Monday, December 31, 2012

DHS Needs a Dose of Common Sense

by Mary Callahan -author of "Memoirs of a Babystealer"

Three years ago, I had a foster child who was not allowed any contact with his mother. He was diagnosed with Attachment Disorder and Dissociative Personality Disorder. The team decided that he would never attach in his present circumstance until he detached with his past.

I bought into it. I even enforced it. When he asked about his mother, I answered, "Your mother is not a part of your life any more."

Then I had one of those moments of clarity you hear about. It came courtesy of terrorists flying planes into buildings, but suddenly all I could see was that we could all die tomorrow in a terrorist attack and I had a child in my home who hadn't heard his mother say "I love you" in a year. I knew that was wrong. His DHS worker knew it too and gave us his mother's phone number.

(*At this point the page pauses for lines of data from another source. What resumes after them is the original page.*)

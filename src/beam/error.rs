// This Source Code Form is subject to the terms of the Mozilla Public
// License, v. 2.0. If a copy of the MPL was not distributed with this
// file, You can obtain one at http://mozilla.org/MPL/2.0/.

//! Errors associated with beam maps.

use std::path::PathBuf;

use thiserror::Error;

use crate::{healpix::HealpixError, io::FitsError, math::InterpError};

#[derive(Error, Debug)]
pub enum BeamError {
    #[error("{file}: HDU '{hdu}' should be 2-dimensional, but has shape {shape:?}")]
    Not2D {
        file: PathBuf,
        hdu: String,
        shape: Vec<usize>,
    },

    #[error("The beam has {got} frequencies, but {expected} were expected")]
    FreqCountMismatch { got: usize, expected: usize },

    #[error("Beam frequencies must be strictly increasing, but {prev} MHz is followed by {next} MHz")]
    FreqsNotSorted { prev: f64, next: f64 },

    #[error("Cannot interpolate the beam to {freq} MHz; the beam only covers {min} to {max} MHz")]
    FreqOutsideBeam { freq: f64, min: f64, max: f64 },

    #[error("Beam interpolation needs at least 4 beam frequencies, but only {0} are available")]
    TooFewFreqs(usize),

    #[error("Gaussian beam width must be positive and finite, but got {0}°")]
    BadWidth(f64),

    #[error(transparent)]
    Healpix(#[from] HealpixError),

    #[error(transparent)]
    Interp(#[from] InterpError),

    #[error(transparent)]
    Fits(#[from] FitsError),
}
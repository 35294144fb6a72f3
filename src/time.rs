// This Source Code Form is subject to the terms of the Mozilla Public
// License, v. 2.0. If a copy of the MPL was not distributed with this
// file, You can obtain one at http://mozilla.org/MPL/2.0/.

//! Helper functions around time.

use std::str::FromStr;

use erfa::{constants::ERFA_DJM0, time::gst06a};
use hifitime::{Duration, Epoch};
use thiserror::Error;

use crate::constants::TAU;

#[derive(Error, Debug, PartialEq)]
pub enum TimeError {
    #[error("Couldn't parse '{0}' as a date; expected YYYY-MM-DD")]
    BadDate(String),

    #[error("Time of day {0} hours is not within [0, 24)")]
    HourOutOfRange(f64),
}

/// A (UTC) calendar date.
#[derive(Debug, Clone, Copy, PartialEq, Eq)]
pub struct CivilDate {
    pub year: i32,
    pub month: u8,
    pub day: u8,
}

impl FromStr for CivilDate {
    type Err = TimeError;

    fn from_str(s: &str) -> Result<CivilDate, TimeError> {
        let bad = || TimeError::BadDate(s.to_string());
        let mut parts = s.trim().splitn(3, '-');
        let year = parts.next().and_then(|p| p.parse().ok()).ok_or_else(bad)?;
        let month = parts.next().and_then(|p| p.parse().ok()).ok_or_else(bad)?;
        let day = parts.next().and_then(|p| p.parse().ok()).ok_or_else(bad)?;
        // Let hifitime reject things like the 31st of February.
        Epoch::maybe_from_gregorian_utc(year, month, day, 0, 0, 0, 0).map_err(|_| bad())?;
        Ok(CivilDate { year, month, day })
    }
}

impl std::fmt::Display for CivilDate {
    fn fmt(&self, f: &mut std::fmt::Formatter<'_>) -> std::fmt::Result {
        write!(f, "{:04}-{:02}-{:02}", self.year, self.month, self.day)
    }
}

/// Get the UTC epoch `hour` hours into `date`. The hour, minute and second
/// are each truncated to whole numbers.
pub fn civil_epoch(date: CivilDate, hour: f64) -> Result<Epoch, TimeError> {
    if !(0.0..24.0).contains(&hour) {
        return Err(TimeError::HourOutOfRange(hour));
    }
    let h = hour.floor();
    let minutes = 60.0 * hour;
    let m = (60.0 * (hour - h)).floor();
    let s = (60.0 * (minutes - minutes.floor())).floor();
    Epoch::maybe_from_gregorian_utc(
        date.year,
        date.month,
        date.day,
        h as u8,
        m as u8,
        s as u8,
        0,
    )
    .map_err(|_| TimeError::HourOutOfRange(hour))
}

/// Get the local apparent sidereal time \[hours, in `[0, 24)`\] at (UTC)
/// `epoch` for a site at `longitude_rad`. `dut1` is UT1 - UTC.
pub fn lst_hours(epoch: Epoch, longitude_rad: f64, dut1: Duration) -> f64 {
    // Two-part Julian dates, split as MJD zero point + MJD.
    let ut1_mjd = (epoch + dut1).to_mjd_utc_days();
    let tt_mjd = epoch.to_mjd_tt_days();
    let gast = gst06a(ERFA_DJM0, ut1_mjd, ERFA_DJM0, tt_mjd);
    let lst_rad = (gast + longitude_rad).rem_euclid(TAU);
    let hours = lst_rad / TAU * 24.0;
    // rem_euclid can round up to exactly TAU.
    if hours >= 24.0 {
        0.0
    } else {
        hours
    }
}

My foster son has since developed a very close relationship with his mother. He just spent Christmas with her. That relationship has done more to solve his behavior problems then all the years of counseling or any other tact we took to try to correct it.

What happened to me in that moment of clarity was that I replaced the junk science I was relying on with common sense.

Junk Science

Earlier this month when I participated in the 5 day Walk for DHS Accountability, I heard many a story in which common sense was replaced by junk science. Then that junk science used to justify actions that are not just wrong. They are cruel. Any unnecessary separation of parent and child is cruel

Common sense would tell us that children behave better where they are happier and are destructive in a home where they don't want to be. But DHS says when children are destructive in their foster home but well behaved with their birth family, it indicates that they are only comfortable being themselves in the foster home. This bizarre logic is frequently used to stop family visits and even cease reunification efforts.

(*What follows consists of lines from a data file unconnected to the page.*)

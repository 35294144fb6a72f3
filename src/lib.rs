// This Source Code Form is subject to the terms of the Mozilla Public
// License, v. 2.0. If a copy of the MPL was not distributed with this
// file, You can obtain one at http://mozilla.org/MPL/2.0/.

/*!
Simulated sky-noise temperature (Tsky) against local sidereal time for the
Hydrogen Epoch of Reionization Array (HERA), with tools to study how errors in
the beam change the result.
 */

pub mod beam;
mod cli;
pub mod constants;
pub mod distortion;
pub mod healpix;
pub(crate) mod io;
pub mod math;
pub mod params;
pub mod projection;
pub mod sky;
pub mod time;

use crossbeam_utils::atomic::AtomicCell;

/// Should progress bars be drawn? Set by the command-line interface; library
/// users draw nothing unless this is set.
pub(crate) static PROGRESS_BARS: AtomicCell<bool> = AtomicCell::new(false);

// Re-exports.
pub use beam::{BeamMap, Pol};
pub use cli::{HeraTsky, HeraTskyError};
pub use distortion::{BeamDistortion, DistortionKind};
pub use io::{FitsError, NpzError};
pub use params::{SweepParams, TskyParams, TskyResult};
pub use sky::SkyModel;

And the junk scientists tell us that a baby who rocks for hours in the crib at his foster home is telling us he has been sexually abused in his birth home, that the rocking is masturbation. Common sense, even my nurses training, tells me that miserable children rock to sooth themselves and a child who has just lost everyone he knows and loves would be miserable.

Psychological Disorders

Sally Schofield said Logan Marr was the most "parentified" child she had ever seen because she was so protective of her sister Bailey. That psychological term shines the light of blame back on the mom, Christie Marr, implying that Logan started playing the parent role because Christie wasn't doing it. DHS bought that logic and was using it to justify terminating Christie's parental rights. Now that we know the truth, that those girls were in an abusive foster home, doesn't it seem like normal behavior on Logan's part to have been protective of her sister? Did DHS miss some signs that could have averted Logan's tragic death because they preferred the junk science explanation? (Her foster mother who was also a DHS child protective worker, killed her. She was 5 at the time.)

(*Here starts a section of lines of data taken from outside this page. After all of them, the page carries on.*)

// This Source Code Form is subject to the terms of the Mozilla Public
// License, v. 2.0. If a copy of the MPL was not distributed with this
// file, You can obtain one at http://mozilla.org/MPL/2.0/.

//! Perturbations of beam maps.
//!
//! These are used to see how sensitive the simulated sky temperature is to
//! errors in the beam. Each distortion acts on one frequency's beam map at a
//! time.

mod error;

pub use error::DistortionError;

use std::str::FromStr;

use log::{trace, warn};
use ndarray::prelude::*;
use rand::Rng;
use rand_distr::{Distribution, Normal};
use strum_macros::{Display, EnumIter, EnumString};

use crate::{
    constants::{NOISE_SMOOTHING_FWHM_DEG, PI, SIDELOBE_THRESHOLD},
    healpix::{Healpix, HealpixError},
};

/// A perturbation of a beam map.
#[derive(Debug, Clone, Copy, PartialEq)]
pub enum BeamDistortion {
    /// Leave the beam alone.
    None,

    /// Add smoothed, multiplicative Gaussian noise with standard deviation
    /// `sigma`.
    AddNoise { sigma: f64 },

    /// Shift the beam towards zenith by `frac` of its half-power angle.
    Narrow { frac: f64 },

    /// Shift the beam away from zenith by `frac` of its half-power angle.
    Widen { frac: f64 },

    /// Multiply the sidelobes (values below [`SIDELOBE_THRESHOLD`]) by `frac`.
    ScaleLobes { frac: f64 },
}

/// The kinds of [`BeamDistortion`] that take a parameter.
#[derive(Debug, Display, EnumIter, EnumString, Clone, Copy, PartialEq, Eq)]
pub enum DistortionKind {
    #[strum(serialize = "narrow")]
    Narrow,

    #[strum(serialize = "widen")]
    Widen,

    #[strum(serialize = "noise")]
    Noise,

    #[strum(serialize = "scale-lobes")]
    ScaleLobes,
}

impl DistortionKind {
    /// Make a distortion of this kind with parameter `param`.
    pub fn with_param(self, param: f64) -> BeamDistortion {
        match self {
            DistortionKind::Narrow => BeamDistortion::Narrow { frac: param },
            DistortionKind::Widen => BeamDistortion::Widen { frac: param },
            DistortionKind::Noise => BeamDistortion::AddNoise { sigma: param },
            DistortionKind::ScaleLobes => BeamDistortion::ScaleLobes { frac: param },
        }
    }
}

impl FromStr for BeamDistortion {
    type Err = DistortionError;

    fn from_str(s: &str) -> Result<BeamDistortion, DistortionError> {
        let s = s.trim();
        if s.eq_ignore_ascii_case("none") {
            return Ok(BeamDistortion::None);
        }

        let (kind, param) = s
            .split_once('=')
            .ok_or_else(|| DistortionError::Parse(s.to_string()))?;
        let kind = DistortionKind::from_str(&kind.trim().to_lowercase())
            .map_err(|_| DistortionError::Parse(s.to_string()))?;
        let param: f64 = param
            .trim()
            .parse()
            .map_err(|_| DistortionError::Parse(s.to_string()))?;
        let d = kind.with_param(param);
        d.validate()?;
        Ok(d)
    }
}

impl std::fmt::Display for BeamDistortion {
    fn fmt(&self, f: &mut std::fmt::Formatter<'_>) -> std::fmt::Result {
        match self {
            BeamDistortion::None => write!(f, "none"),
            BeamDistortion::AddNoise { sigma } => write!(f, "noise={sigma}"),
            BeamDistortion::Narrow { frac } => write!(f, "narrow={frac}"),
            BeamDistortion::Widen { frac } => write!(f, "widen={frac}"),
            BeamDistortion::ScaleLobes { frac } => write!(f, "scale-lobes={frac}"),
        }
    }
}

impl BeamDistortion {
    /// Check that the distortion's parameter is usable.
    pub fn validate(&self) -> Result<(), DistortionError> {
        let (name, value) = match *self {
            BeamDistortion::None => return Ok(()),
            BeamDistortion::AddNoise { sigma } => {
                if sigma < 0.0 {
                    return Err(DistortionError::NegativeSigma(sigma));
                }
                ("sigma", sigma)
            }
            BeamDistortion::Narrow { frac }
            | BeamDistortion::Widen { frac }
            | BeamDistortion::ScaleLobes { frac } => ("fraction", frac),
        };
        if !value.is_finite() {
            return Err(DistortionError::NotFinite { name, value });
        }
        Ok(())
    }

    /// Does applying this distortion use random numbers?
    pub fn is_random(&self) -> bool {
        matches!(self, BeamDistortion::AddNoise { .. })
    }

    /// Apply this distortion to a single beam map, returning the distorted
    /// map. `rng` is only drawn from when adding noise.
    pub fn apply<R: Rng + ?Sized>(
        &self,
        beam: ArrayView1<f64>,
        healpix: Healpix,
        rng: &mut R,
    ) -> Result<Array1<f64>, DistortionError> {
        if beam.len() != healpix.npix() {
            return Err(HealpixError::MapSizeMismatch {
                got: beam.len(),
                expected: healpix.npix(),
            }
            .into());
        }
        self.validate()?;

        // Beam maps are usually a strided column out of a bigger array; get a
        // contiguous copy.
        let beam = beam.to_vec();
        let distorted = match *self {
            BeamDistortion::None => beam,
            BeamDistortion::AddNoise { sigma } => add_noise(&beam, healpix, sigma, rng)?,
            BeamDistortion::Narrow { frac } => narrow(&beam, healpix, frac),
            BeamDistortion::Widen { frac } => widen(&beam, healpix, frac),
            BeamDistortion::ScaleLobes { frac } => beam
                .into_iter()
                .map(|v| if v < SIDELOBE_THRESHOLD { v * frac } else { v })
                .collect(),
        };
        Ok(Array1::from(distorted))
    }
}

fn add_noise<R: Rng + ?Sized>(
    beam: &[f64],
    healpix: Healpix,
    sigma: f64,
    rng: &mut R,
) -> Result<Vec<f64>, DistortionError> {
    let normal = Normal::new(0.0, sigma).map_err(|_| DistortionError::NegativeSigma(sigma))?;
    let noise: Vec<f64> = beam.iter().map(|&b| b * normal.sample(rng)).collect();
    let noise = healpix.smooth_gaussian(&noise, NOISE_SMOOTHING_FWHM_DEG.to_radians())?;
    Ok(beam.iter().zip(noise).map(|(b, n)| b + n).collect())
}

/// The colatitude of the pixel closest to half of the beam's peak. If several
/// pixels are equally close, the first is used.
fn half_power_angle(beam: &[f64], healpix: Healpix) -> f64 {
    let half_max = peak(beam) / 2.0;
    let mut best = (0, f64::INFINITY);
    for (pix, &v) in beam.iter().enumerate() {
        let diff = (v - half_max).abs();
        if diff < best.1 {
            best = (pix, diff);
        }
    }
    healpix.pix2ang(best.0).0
}

/// The biggest value, ignoring NaNs.
fn peak(values: &[f64]) -> f64 {
    values.iter().copied().fold(f64::NEG_INFINITY, f64::max)
}

fn narrow(beam: &[f64], healpix: Healpix, frac: f64) -> Vec<f64> {
    let h_max = half_power_angle(beam, healpix);
    let shift = h_max * (1.0 + frac) - h_max;
    trace!("Narrowing beam: half-power angle {h_max} rad, shift {shift} rad");
    if shift == 0.0 {
        return beam.to_vec();
    }

    let mut resampled: Vec<f64> = (0..healpix.npix())
        .map(|pix| {
            let (theta, phi) = healpix.pix2ang(pix);
            healpix.interpolate(beam, (theta + shift).min(PI), phi + shift / 2.0)
        })
        .collect();

    let orig_max = peak(beam);
    let new_max = peak(&resampled);
    if new_max > 0.0 && new_max.is_finite() {
        let scale = orig_max / new_max;
        resampled.iter_mut().for_each(|v| *v *= scale);
    } else {
        warn!("Narrowed beam has no positive peak ({new_max}); not renormalising");
    }
    resampled
}

fn widen(beam: &[f64], healpix: Healpix, frac: f64) -> Vec<f64> {
    let h_max = half_power_angle(beam, healpix);
    let shift = h_max * (1.0 + frac) - h_max;
    trace!("Widening beam: half-power angle {h_max} rad, shift {shift} rad");

    (0..healpix.npix())
        .map(|pix| {
            let (theta, phi) = healpix.pix2ang(pix);
            healpix.interpolate(beam, (theta - shift).max(0.0), (phi - shift).max(0.0))
        })
        .collect()
}
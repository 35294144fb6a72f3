// This Source Code Form is subject to the terms of the Mozilla Public
// License, v. 2.0. If a copy of the MPL was not distributed with this
// file, You can obtain one at http://mozilla.org/MPL/2.0/.

//! Projection of HEALPix maps onto a flat orthographic (SIN) grid centred on
//! zenith.
//!
//! Grid cell centres span `[-1, 1]` in both projection-plane coordinates; rows
//! follow `y` and columns follow `x`, both increasing. Cells outside the unit
//! circle can't see the sky and are NaN.


use log::trace;
use mapproj::{zenithal::sin::Sin, CenteredProjection, LonLat, ProjXY, Projection};
use ndarray::{prelude::*, Zip};

use crate::{constants::FRAC_PI_2, healpix::Healpix};

/// Maps the cells of an orthographic grid to HEALPix pixels. Making this is
/// the expensive part of a projection, so it should be reused for all maps
/// with the same pixelisation, grid and rotation.
#[derive(Debug, Clone)]
pub struct OrthographicProjector {
    /// The HEALPix pixel containing each grid cell centre, if the cell is on
    /// the sky.
    pixels: Array2<Option<usize>>,
}

impl OrthographicProjector {
    /// Set up a `rows` x `cols` grid. `rotation` \[radians\] is added to the
    /// azimuth of every cell before its pixel is found, i.e. the map
    /// is rotated by `-rotation` about zenith.
    pub fn new(
        healpix: Healpix,
        rows: usize,
        cols: usize,
        rotation: f64,
    ) -> OrthographicProjector {
        let mut proj = CenteredProjection::new(Sin::default());
        proj.set_proj_center_from_lonlat(&LonLat::new(0.0, FRAC_PI_2));

        let mut pixels = Array2::from_elem((rows, cols), None);
        Zip::indexed(&mut pixels).par_for_each(|(row, col), pixel| {
            let xy = ProjXY::new(cell_centre(col, cols), cell_centre(row, rows));
            *pixel = proj.unproj_lonlat(&xy).map(|lonlat| {
                let theta = FRAC_PI_2 - lonlat.lat();
                healpix.ang2pix(theta, lonlat.lon() + rotation)
            });
        });
        trace!(
            "Orthographic grid {rows}x{cols}: {} cells on the sky",
            pixels.iter().filter(|p| p.is_some()).count()
        );

        OrthographicProjector { pixels }
    }

    pub fn dim(&self) -> (usize, usize) {
        self.pixels.dim()
    }

    /// Project a HEALPix map onto the grid. Off-sky cells, and cells whose
    /// pixel value is infinite, are NaN.
    pub fn project(&self, map: ArrayView1<f64>) -> Array2<f64> {
        let mut grid = Array2::from_elem(self.pixels.dim(), f64::NAN);
        Zip::from(&mut grid)
            .and(&self.pixels)
            .par_for_each(|cell, pixel| {
                if let Some(v) = pixel.map(|p| map[p]).filter(|v| !v.is_infinite()) {
                    *cell = v;
                }
            });
        grid
    }
}

/// The coordinate of the centre of cell `i` of `n` along an axis spanning
/// `[-1, 1]`.
fn cell_centre(i: usize, n: usize) -> f64 {
    -1.0 + (2 * i + 1) as f64 / n as f64
}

Possibly the worst misuse of psychology is the labeling of all birth parents as personality disordered. I met one on the Walk who was diagnosed with Narcissistic Personality Disordered because she was always well dressed for meetings, and another who was called Depressive because she didn't dress well enough.####

  • If they bring their family to court with them, they have Dependent Personality Disorder. 
  • If they come alone, they are too isolated. 
  • And if a parent gets too emotional at what is happening to their family they can be diagnosed as Histrionic Personality Disorder. 
  • If they are not upset enough, they must not care. 
  • And if they bring a stack of letters from teachers and doctors supporting their case, they are called manipulative, possibly to a sociopathic degree, to be able to fool so many people into thinking they were good parents. 
  • Then there is the ubiquitous "denial." Parents either have to agree that they are bad parents or they are in "denial."

These diagnoses may come directly from the DHS worker or they may come from a professional who is hired by DHS to make the diagnosis. There is one group of such professionals who have bragged publicly that "not one in one hundred" parents come out of their evaluation without a diagnosis.

Predetermined Diagnoses

Doesn't that mean the outcome is determined before the test is even administered? Isn't that junk science?
2004 promises to be a new beginning for DHS. They will be merging with BDS. A new commissioner will be named to run the newly combined organization. But on the Walk for DHS Accountability the question asked over and over was, "Will anything really change?" Will it be a new beginning for the children and families of Maine or just the bureaucrats?

Common Sense

It could be a new beginning if DHS would throw out the junk science evaluations and replace them with common sense. If they would try to see the parents through their children's eyes instead of some shrink's tests, that could change everything. Children don't care if their parents dress to well or too poorly, have too much support or too little, get too upset or not upset enough. That's what unconditional love is all about and that is what should count MOST in any determination of what is best for children.

And I ask my fellow foster parents to consider this irony. We don't have to have parenting evaluations to do what we do. Only the birth parents do. How many of us do you think could pass them? Imagine if you had to pass the test just to keep your own children.

So try to open your mind to the possibility that your foster children's birth parents aren't the demons you've been led to believe they are. You might even find you have a lot in common with them. After all, you love the same child. Maybe you could even consider opening your homes to them, if that would make your foster child happy.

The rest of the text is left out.